Mit ihr auf dem Podium sitzt Andreas Hänisch, stellvertretender Vorsitzender des deutschen Tiktok-Betriebsrats. Diesen gibt es seit 2022. Er selbst sieht sich, was seine Arbeitsverhältnisse betrifft, »in einer ziemlich guten Position«. Eine deutlich größere Gruppe von Arbeiter*innen bei Tiktok, jene die sich um die Moderation von Inhalten kümmern – also sicherstellen, dass Plattformvorschriften eingehalten werden –, arbeiten unter »weniger guten Konditionen«. Sie seien der Grund, warum Hänisch Teil des Betriebsrats geworden sei, sagt er.

In jenem Bereich arbeiten viele migrantische Personen, die häufig ihre Arbeitsrechte nicht kennen. Sie wüssten zum Beispiel nicht, dass es in Deutschland schwierig sei, jemanden aufgrund von unzufriedenstellender Arbeitsleistung zu kündigen, erzählt Hänisch. Oder, dass sie nicht dazu verpflichtet seien, einen einvernehmlichen Kündigungsvertrag zu unterschreiben. Das gelte insbesondere für Freischaffende. Auch in Deutschland nutzen Technologiekonzerne also die prekäre Situation der Plattformarbeiter*innen aus.

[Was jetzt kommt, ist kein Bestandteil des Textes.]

use std::sync::Arc;

use axum::{
    extract::{Extension, Path, Query},
    http::StatusCode,
    response::IntoResponse,
    routing::{get, post},
    Json, Router,
};
use chrono::Utc;

use goldbook_core::CustomerId;
use goldbook_infra::LedgerStore;
use goldbook_parties::{Customer, CustomerRole};

use crate::app::services::AppServices;
use crate::app::{dto, errors};

pub fn router() -> Router {
    Router::new()
        .route("/", post(register_customer).get(list_customers))
        .route("/:id", get(get_customer).patch(rename_customer))
        .route("/:id/transactions", get(customer_transactions))
        .route("/:id/balance", get(customer_balance))
        .route("/:id/balance/raw-gold-by-purity", get(customer_raw_gold))
        .route("/:id/balance/jewelry", get(customer_jewelry))
}

pub async fn register_customer(
    Extension(services): Extension<Arc<AppServices>>,
    Json(body): Json<dto::RegisterCustomerRequest>,
) -> axum::response::Response {
    let role: CustomerRole = match body.role.parse() {
        Ok(role) => role,
        Err(e) => return errors::domain_error_to_response(e),
    };

    let customer = match Customer::register(
        CustomerId::new(),
        body.full_name,
        role,
        body.phone,
        Utc::now(),
    ) {
        Ok(customer) => customer,
        Err(e) => return errors::domain_error_to_response(e),
    };

    let response = dto::customer_to_json(&customer);
    if let Err(e) = services.store.insert_customer(customer) {
        return errors::registry_error_to_response(e);
    }
    (StatusCode::CREATED, Json(response)).into_response()
}

pub async fn list_customers(
    Extension(services): Extension<Arc<AppServices>>,
    Query(query): Query<dto::ListCustomersQuery>,
) -> axum::response::Response {
    let role = match query.role.as_deref() {
        Some(raw) => match raw.parse::<CustomerRole>() {
            Ok(role) => Some(role),
            Err(e) => return errors::domain_error_to_response(e),
        },
        None => None,
    };

    let customers = match services.store.list_customers() {
        Ok(rows) => rows,
        Err(e) => return errors::storage_error_to_response(e),
    };
    let items = customers
        .iter()
        .filter(|customer| role.is_none_or(|wanted| customer.role() == wanted))
        .map(dto::customer_to_json)
        .collect::<Vec<_>>();
    (StatusCode::OK, Json(serde_json::json!({ "items": items }))).into_response()
}

/// The registry row together with the balance derived from its history.
pub async fn get_customer(
    Extension(services): Extension<Arc<AppServices>>,
    Path(id): Path<String>,
) -> axum::response::Response {
    let customer_id = match parse_id(&id) {
        Ok(v) => v,
        Err(resp) => return resp,
    };

    match services.reader.overview(customer_id) {
        Ok(overview) => {
            let mut body = dto::customer_to_json(&overview.customer);
            body["balance"] = dto::balance_to_json(&overview.balance);
            (StatusCode::OK, Json(body)).into_response()
        }
        Err(e) => errors::read_error_to_response(e),
    }
}

pub async fn rename_customer(
    Extension(services): Extension<Arc<AppServices>>,
    Path(id): Path<String>,
    Json(body): Json<dto::RenameCustomerRequest>,
) -> axum::response::Response {
    let customer_id = match parse_id(&id) {
        Ok(v) => v,
        Err(resp) => return resp,
    };

    let mut customer = match services.store.customer(customer_id) {
        Ok(Some(row)) => row,
        Ok(None) => {
            return errors::json_error(
                StatusCode::NOT_FOUND,
                "customer_not_found",
                format!("customer not found: {customer_id}"),
            );
        }
        Err(e) => return errors::storage_error_to_response(e),
    };

    if let Err(e) = customer.rename(body.full_name) {
        return errors::domain_error_to_response(e);
    }

    let response = dto::customer_to_json(&customer);
    if let Err(e) = services.store.update_customer(customer) {
        return errors::registry_error_to_response(e);
    }
    (StatusCode::OK, Json(response)).into_response()
}

pub async fn customer_transactions(
    Extension(services): Extension<Arc<AppServices>>,
    Path(id): Path<String>,
) -> axum::response::Response {
    let customer_id = match parse_id(&id) {
        Ok(v) => v,
        Err(resp) => return resp,
    };

    match services.reader.statement(customer_id) {
        Ok(posted) => {
            let items = posted.iter().map(dto::posted_to_json).collect::<Vec<_>>();
            (StatusCode::OK, Json(serde_json::json!({ "items": items }))).into_response()
        }
        Err(e) => errors::read_error_to_response(e),
    }
}

pub async fn customer_balance(
    Extension(services): Extension<Arc<AppServices>>,
    Path(id): Path<String>,
    Query(query): Query<dto::BalanceQuery>,
) -> axum::response::Response {
    let customer_id = match parse_id(&id) {
        Ok(v) => v,
        Err(resp) => return resp,
    };

    let as_of = match query.as_of.as_deref() {
        Some(raw) => match chrono::DateTime::parse_from_rfc3339(raw) {
            Ok(dt) => Some(dt.with_timezone(&Utc)),
            Err(e) => {
                return errors::json_error(
                    StatusCode::BAD_REQUEST,
                    "invalid_as_of",
                    format!("as_of must be RFC 3339: {e}"),
                );
            }
        },
        None => None,
    };

    let derived = match as_of {
        Some(cut) => services.reader.balance_as_of(customer_id, cut),
        None => services.reader.balance(customer_id),
    };
    match derived {
        Ok(balance) => (StatusCode::OK, Json(dto::balance_to_json(&balance))).into_response(),
        Err(e) => errors::read_error_to_response(e),
    }
}

pub async fn customer_raw_gold(
    Extension(services): Extension<Arc<AppServices>>,
    Path(id): Path<String>,
) -> axum::response::Response {
    let customer_id = match parse_id(&id) {
        Ok(v) => v,
        Err(resp) => return resp,
    };

    match services.reader.raw_gold_by_purity(customer_id) {
        Ok(buckets) => {
            (StatusCode::OK, Json(serde_json::json!({ "items": buckets }))).into_response()
        }
        Err(e) => errors::read_error_to_response(e),
    }
}

pub async fn customer_jewelry(
    Extension(services): Extension<Arc<AppServices>>,
    Path(id): Path<String>,
) -> axum::response::Response {
    let customer_id = match parse_id(&id) {
        Ok(v) => v,
        Err(resp) => return resp,
    };

    let positions = match services.reader.jewelry_positions(customer_id) {
        Ok(positions) => positions,
        Err(e) => return errors::read_error_to_response(e),
    };

    // The fold reports serial codes; join display names from the registry.
    let mut items = Vec::with_capacity(positions.len());
    for position in &positions {
        let name = match services.store.jewelry_by_code(&position.jewelry_code) {
            Ok(piece) => piece.map(|p| p.name().to_string()),
            Err(e) => return errors::storage_error_to_response(e),
        };
        items.push(serde_json::json!({
            "jewelry_code": position.jewelry_code,
            "name": name,
            "net_pure_grams": position.net_pure_grams.to_string(),
            "custody": position.custody,
        }));
    }
    (StatusCode::OK, Json(serde_json::json!({ "items": items }))).into_response()
}

fn parse_id(id: &str) -> Result<CustomerId, axum::response::Response> {
    id.parse().map_err(|_| {
        errors::json_error(StatusCode::BAD_REQUEST, "invalid_id", "invalid customer id")
    })
}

Das zu ändern, dabei könnten Informationen über Arbeitnehmer*innen helfen, die zunehmend gesammelt werden. Nehmen Arbeiter*innen diese Daten in die eigene Hand, könnte ihnen das neue Chancen eröffnen, auch auf Gewerkschaftsebene, schreibt die Datenanthropologin Alexandra Mateescu. Ein Beispiel: Coworker.org, ein Programm, das Arbeiter*innen dabei unterstützt zu verstehen, wie intransparente Lohnmodelle funktionieren.

Laut Arbeitsministerin Bärbel Bas (SPD) ist die Digitalisierung die »Zukunftsfrage unserer Arbeitsgesellschaft«. Immerhin habe Deutschland weltweit die drittgrößte Roboterdichte. Das Ministerium legte im Herbst 2024 während der Ampel-Regierung einen Referentenentwurf zum Beschäftigtendatenschutz vor, um mehr Rechtssicherheit zu schaffen. Auf der Re:publica kündigte Bas nun an, sich diesem Thema »neu anzunehmen«.

In der Datenarbeit selbst gibt es viele Vorstöße zur vollständigen Automatisierung. »Menschliche Interaktionen und damit Datenarbeiter*innen wird es aber weiterhin brauchen«, ist Kinyua überzeugt. Demnach bleiben die prekären Berufe – und Potenzial für Veränderung. »Es ist nie zu spät, einen Betriebsrat zu gründen oder einer Gewerkschaft beizutreten«, betont Hänisch deshalb.